Show each line in the listing below that contains the word "runner".

• _PROVIDED MATERIAL_:
----
//! Summarization pipeline — orchestrates the scoring passes over one
//! document.

pub mod runner;

pub use runner::{ScoredDocument, Summarizer};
----
• _SOLUTION FOR THIS TASK_:
pub mod runner;
pub use runner::{ScoredDocument, Summarizer};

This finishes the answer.